The Consultant wishes to perform consulting services for the Company.
Accordingly, the Company and the Consultant agree as follows: 1. Services a. The
consultant shall provide advice and consulting services to the Company with
respect to matters
related to selling and marketing QwikQuote software and
related services online. The Consultant shall be engaged by
the Company as a consultant for the exchange of ideas only and
under the terms of this Agreement, shall not direct or conduct
research for or on behalf of the Company.
b. Upon request by the Company and in return for compensation
detailed in Article 2, the Consultant shall keep the Company
informed about business strategy for software reselling as
they may broaden or change from time to time as well as be
available for assisting in quality control issues.
c. The Company acknowledges that the Consultant is an employee of
The Xxxxxxx Center, Inc. and is subject to The Xxxxxxx
Center's policies, including policies concerning consulting,
conflicts of interest, and intellectual property. If there is
a conflict between Consultant's obligations under The Xxxxxxx
Center's policies and any of Consultant's obligations to
Company pursuant to this Agreement, the Consultant's
obligations under The Xxxxxxx Center policies take priority
over any obligations the Consultant may have to the Company by
reason of this agreement.
2. Non-Competition
The Consultant represents to the Company that the Consultant
does not have any agreement to provide consulting services to
any other party, firm, or company in the sales quoting
software industry on matters relating to the scope of this
consultancy, and will not enter into any such agreement during
the term of this Agreement. The Consultant agrees that he
shall not, for the period commencing on February 1, 2004 and
ending on January 31, 2005, own an equity interest in, or
manage, or act as a director or agent of, operate, be employed
by, or perform consulting services for, any firm, person,
corporation or enterprise which is engaged in the business of
creating, marketing or reselling sales quoting software or
services.
3. Compensation
As full consideration for the consulting services provided by
the Consultant, the Company shall pay to the Consultant
$10,000 upon signing of this agreement. The Company will also
pay $7,000 in consideration of the Consultant's
non-competition agreement upon signing of this agreement.
4. Confidentiality
a. Either party may disclose to the other party any information
that the disclosing party would normally freely disclose to
the other members of the scientific community at large,
whether by publication, by presentation at seminars, or in
informal scientific discussions.
b. The parties may wish, from time to time, in connection with
work contemplated under this Agreement, to disclose
confidential information to each other ("Confidential
Information"). Each party will use reasonable efforts to
prevent the disclosure of any of the other party's
Confidential Information to third parties for a period of one
year from receipt thereof. The recipient may acquire
information that pertains to the discloser's processes,
equipment, programs, developments, or plans that is both (i)

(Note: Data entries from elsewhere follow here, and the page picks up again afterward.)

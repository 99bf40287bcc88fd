//! The per-capability data model (part of C3/C4's `Entry`).

use crate::dictionary::CapKind;

/// A signed index into one of the three capability dictionaries, or one
/// of two sentinel values.
///
/// Mirrors the original's `enum { kExtended = -3, kDisabled = -2, kNotSet
/// = -1 }`: the legacy format stores these as plain `short`s, but giving
/// them a newtype keeps "is this a real dictionary slot" checks from
/// being scattered `>= 0` comparisons.
#[derive(Debug, Clone, Copy, PartialEq, Eq, PartialOrd, Ord, Hash)]
pub struct CapIndex(i16);

impl CapIndex {
    /// Not present in any standard dictionary; carries its own name in
    /// the extended section (C7).
    pub const EXTENDED: CapIndex = CapIndex(-3);
    /// Placeholder index for a disabled number capability (`cap@`).
    pub const DISABLED_MARKER: CapIndex = CapIndex(-2);

    #[must_use]
    pub fn standard(index: usize) -> CapIndex {
        debug_assert!(index <= i16::MAX as usize);
        CapIndex(index as i16)
    }

    #[must_use]
    pub fn is_standard(self) -> bool {
        self.0 >= 0
    }

    #[must_use]
    pub fn is_extended(self) -> bool {
        self == Self::EXTENDED
    }

    /// The dictionary slot this index refers to, if it is a standard one.
    #[must_use]
    pub fn as_usize(self) -> Option<usize> {
        self.is_standard().then_some(self.0 as usize)
    }

    #[must_use]
    pub fn raw(self) -> i16 {
        self.0
    }
}

/// A single parsed capability (C3's per-token output).
#[derive(Debug, Clone)]
pub struct Cap {
    pub kind: CapKind,
    pub index: CapIndex,
    pub disabled: bool,
    /// Flag: one byte (0/1). Number: two little-endian bytes. String: the
    /// decoded payload followed by its terminating `0x00` (empty when
    /// disabled).
    pub data: Vec<u8>,
}

impl Cap {
    #[must_use]
    pub fn flag(index: usize) -> Cap {
        Cap {
            kind: CapKind::Flag,
            index: CapIndex::standard(index),
            disabled: false,
            data: vec![1],
        }
    }

    #[must_use]
    pub fn extended_flag() -> Cap {
        Cap {
            kind: CapKind::Flag,
            index: CapIndex::EXTENDED,
            disabled: false,
            data: vec![1],
        }
    }

    #[must_use]
    pub fn disabled_flag(index: usize) -> Cap {
        Cap {
            kind: CapKind::Flag,
            index: CapIndex::standard(index),
            disabled: true,
            data: vec![0],
        }
    }

    /// A disabled extended-flag placeholder: per spec, an extended
    /// capability disable is always treated as a flag.
    #[must_use]
    pub fn disabled_extended_flag() -> Cap {
        Cap {
            kind: CapKind::Flag,
            index: CapIndex::EXTENDED,
            disabled: true,
            data: vec![0],
        }
    }

    #[must_use]
    pub fn number(value: i16, index: usize) -> Cap {
        Cap {
            kind: CapKind::Number,
            index: CapIndex::standard(index),
            disabled: false,
            data: vec![(value & 0xFF) as u8, ((value >> 8) & 0xFF) as u8],
        }
    }

    #[must_use]
    pub fn extended_number(value: i16) -> Cap {
        Cap {
            kind: CapKind::Number,
            index: CapIndex::EXTENDED,
            disabled: false,
            data: vec![(value & 0xFF) as u8, ((value >> 8) & 0xFF) as u8],
        }
    }

    /// A disabled number (`cap@`): the dictionary slot `index` is real
    /// (so it's excluded from the standard section by `disabled`, not by
    /// its index), but its payload bytes are the `DISABLED_MARKER`
    /// sentinel rather than a real value, matching the original's
    /// `Cap(kDisabled, i, true)`.
    #[must_use]
    pub fn disabled_number(index: usize) -> Cap {
        let marker = CapIndex::DISABLED_MARKER.raw();
        Cap {
            kind: CapKind::Number,
            index: CapIndex::standard(index),
            disabled: true,
            data: vec![(marker & 0xFF) as u8, ((marker >> 8) & 0xFF) as u8],
        }
    }

    #[must_use]
    pub fn string(data: Vec<u8>, index: usize) -> Cap {
        Cap {
            kind: CapKind::String,
            index: CapIndex::standard(index),
            disabled: false,
            data,
        }
    }

    #[must_use]
    pub fn extended_string(data: Vec<u8>) -> Cap {
        Cap {
            kind: CapKind::String,
            index: CapIndex::EXTENDED,
            disabled: false,
            data,
        }
    }

    #[must_use]
    pub fn disabled_string(index: usize) -> Cap {
        Cap {
            kind: CapKind::String,
            index: CapIndex::standard(index),
            disabled: true,
            data: Vec::new(),
        }
    }
}
/// 中继引擎入口
///
/// 按配置的模式选定配对器，创建进程级缓冲区池和统计，然后运行监听循环。
use crate::config::TunnelConfig;
use crate::error::Result;
use crate::listener::{run_listener, ListenerContext};
use crate::pairer::create_pairer;
use crate::pool::BufferPool;
use crate::relay::RelayOptions;
use crate::stats::RelayStats;
use crate::stats_server::start_stats_server;
use crate::tls::ensure_crypto_provider;
use std::sync::Arc;
use tokio::net::TcpListener;
use tokio_util::sync::CancellationToken;
use tracing::{error, info};

/// 在已绑定的监听器上运行隧道，直到 `shutdown` 被取消或监听器失败
pub async fn run_tunnel(
    listener: TcpListener,
    config: TunnelConfig,
    shutdown: CancellationToken,
) -> Result<()> {
    ensure_crypto_provider();

    let pairer = create_pairer(&config)?;
    let pool = BufferPool::new(config.buffer_pool.clone());
    let stats = RelayStats::new(config.mode, config.forward_addr.clone());

    info!(
        mode = %config.mode,
        forward = %config.forward_addr,
        "Buffer pool: {} x {} bytes ({})",
        pool.capacity(),
        pool.buffer_size(),
        pool.policy()
    );

    // 统计服务器随引擎一起停止
    let stats_shutdown = shutdown.child_token();
    if let Some(addr) = config.stats_addr.clone() {
        let stats = stats.clone();
        let pool = Arc::clone(&pool);
        let token = stats_shutdown.clone();
        tokio::spawn(async move {
            if let Err(e) = start_stats_server(&addr, stats, pool, token).await {
                error!("Stats server error: {:#}", e);
            }
        });
    }

    let ctx = ListenerContext {
        pool: Arc::clone(&pool),
        stats,
        relay_options: RelayOptions {
            idle_timeout: config.timeouts.idle,
            drain_timeout: config.timeouts.drain,
        },
        shutdown_grace: config.timeouts.shutdown_grace,
    };

    let result = run_listener(listener, pairer, ctx, shutdown).await;

    stats_shutdown.cancel();
    pool.close();
    result
}
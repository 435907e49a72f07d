use anyhow::{bail, Result};
use tokio::sync::Semaphore;
use tracing::warn;

use super::{FileConfig, Mode};
use crate::pool::{PoolConfig, PoolPolicy, MIN_BLOCKING_CAPACITY};

/// 配置验证器 - 负责所有配置验证逻辑
pub struct ConfigValidator;

impl ConfigValidator {
    /// 验证地址不为空
    pub fn validate_address(addr: &str, context: &str) -> Result<()> {
        if addr.trim().is_empty() {
            bail!("{}: address cannot be empty", context);
        }
        Ok(())
    }

    /// 验证 host:port 形式的地址（host 可以省略，如 ":6380"）
    pub fn validate_socket_addr(addr: &str, context: &str, require_host: bool) -> Result<()> {
        Self::validate_address(addr, context)?;

        let Some((host, port)) = addr.rsplit_once(':') else {
            bail!("{}: '{}' is missing a port", context, addr);
        };

        if require_host && host.trim_matches(|c| c == '[' || c == ']').is_empty() {
            bail!("{}: '{}' is missing a host", context, addr);
        }

        match port.parse::<u16>() {
            Ok(0) | Err(_) => bail!("{}: invalid port in '{}'", context, addr),
            Ok(_) => Ok(()),
        }
    }

    /// 验证缓冲区池配置
    pub fn validate_pool_config(config: &PoolConfig) -> Result<()> {
        if config.buffer_size == 0 {
            bail!("buffer_pool.buffer_size must be greater than 0");
        }
        if config.capacity == 0 {
            bail!("buffer_pool.capacity must be greater than 0");
        }
        if config.policy == PoolPolicy::Block && config.capacity < MIN_BLOCKING_CAPACITY {
            bail!(
                "buffer_pool.capacity must be at least {} with the block policy",
                MIN_BLOCKING_CAPACITY
            );
        }
        if config.capacity > Semaphore::MAX_PERMITS {
            bail!(
                "buffer_pool.capacity must not exceed {}",
                Semaphore::MAX_PERMITS
            );
        }
        Ok(())
    }

    /// 验证完整的文件配置
    pub fn validate_file_config(config: &FileConfig, mode: Mode) -> Result<()> {
        Self::validate_socket_addr(&config.listen_addr, "listen_addr", false)?;
        Self::validate_socket_addr(&config.forward_addr, "forward_addr", true)?;

        if let Some(ref addr) = config.stats_addr {
            Self::validate_socket_addr(addr, "stats_addr", false)?;
        }

        if config.handshake_timeout_secs == 0 {
            bail!("handshake_timeout_secs must be greater than 0");
        }
        if config.dial_timeout_secs == 0 {
            bail!("dial_timeout_secs must be greater than 0");
        }

        Self::validate_pool_config(&config.buffer_pool)?;

        if config.tls.ca_path.trim().is_empty() {
            bail!("tls.ca_path cannot be empty: the remote end must be verified");
        }

        let has_identity = !config.tls.key_path.trim().is_empty()
            && !config.tls.cert_path.trim().is_empty();
        match mode {
            Mode::Server if !has_identity => {
                bail!("Server mode requires tls.key_path and tls.cert_path")
            }
            Mode::Server if !config.tls.require_client_auth => {
                warn!(
                    "Client certificate verification is disabled; any TLS client will be relayed"
                );
            }
            Mode::Client if !has_identity => {
                warn!("No client certificate configured; the remote end may reject the handshake");
            }
            _ => {}
        }

        Ok(())
    }
}

#[cfg(test)]
mod tests {
    use super::*;

    #[test]
    fn test_validate_socket_addr() {
        assert!(ConfigValidator::validate_socket_addr(":6380", "listen", false).is_ok());
        assert!(ConfigValidator::validate_socket_addr("[::1]:6380", "forward", true).is_ok());
        assert!(ConfigValidator::validate_socket_addr("localhost", "forward", true).is_err());
        assert!(ConfigValidator::validate_socket_addr(":6379", "forward", true).is_err());
        assert!(ConfigValidator::validate_socket_addr("host:0", "forward", true).is_err());
        assert!(ConfigValidator::validate_socket_addr("host:http", "forward", true).is_err());
        assert!(ConfigValidator::validate_socket_addr("  ", "forward", true).is_err());
    }

    #[test]
    fn test_validate_pool_config() {
        let mut config = PoolConfig::default();
        assert!(ConfigValidator::validate_pool_config(&config).is_ok());

        config.buffer_size = 0;
        assert!(ConfigValidator::validate_pool_config(&config).is_err());

        config.buffer_size = 1024;
        config.capacity = 0;
        assert!(ConfigValidator::validate_pool_config(&config).is_err());
    }

    #[test]
    fn test_block_pool_needs_a_buffer_per_direction() {
        let mut config = PoolConfig {
            capacity: 1,
            buffer_size: 1024,
            policy: PoolPolicy::Block,
        };
        let err = ConfigValidator::validate_pool_config(&config).unwrap_err();
        assert!(err.to_string().contains("at least 2"));

        config.capacity = 2;
        assert!(ConfigValidator::validate_pool_config(&config).is_ok());

        config.capacity = 1;
        config.policy = PoolPolicy::Overflow;
        assert!(ConfigValidator::validate_pool_config(&config).is_ok());
    }

    #[test]
    fn test_server_mode_requires_identity() {
        let mut config = FileConfig::default();
        config.tls.key_path = String::new();

        assert!(ConfigValidator::validate_file_config(&config, Mode::Server).is_err());
        assert!(ConfigValidator::validate_file_config(&config, Mode::Client).is_ok());
    }

    #[test]
    fn test_zero_timeouts_rejected() {
        let mut config = FileConfig::default();
        config.handshake_timeout_secs = 0;
        assert!(ConfigValidator::validate_file_config(&config, Mode::Server).is_err());

        let mut config = FileConfig::default();
        config.dial_timeout_secs = 0;
        assert!(ConfigValidator::validate_file_config(&config, Mode::Client).is_err());
    }

    #[test]
    fn test_empty_ca_rejected() {
        let mut config = FileConfig::default();
        config.tls.ca_path = String::new();
        let err = ConfigValidator::validate_file_config(&config, Mode::Client).unwrap_err();
        assert!(err.to_string().contains("ca_path"));
    }
}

disclosed or made known by the disclosure to the recipient and
(ii) identified in writing as "proprietary" by the disclosure.
The recipient agrees not to disclose any Confidential
Information to third parties or to use any Confidential
Information for any purpose other than performance of the
services contemplated by this Agreement, without prior written
consent of the Company.
c. Confidential Information subject to paragraph 4(b) does not
include information that (i) is or later becomes available to
the public through no breach of this Agreement by the
recipient; (ii) is obtained by the recipient from a third
party who had the legal right to disclose the information to
the recipient; (iii) is already in the possession of the
recipient on the date this Agreement becomes effective; (iv)
is independently developed by recipient; or (v) is required to
be disclosed by law, government regulation, or court order. In
addition, Confidential Information subject to paragraph 4(b)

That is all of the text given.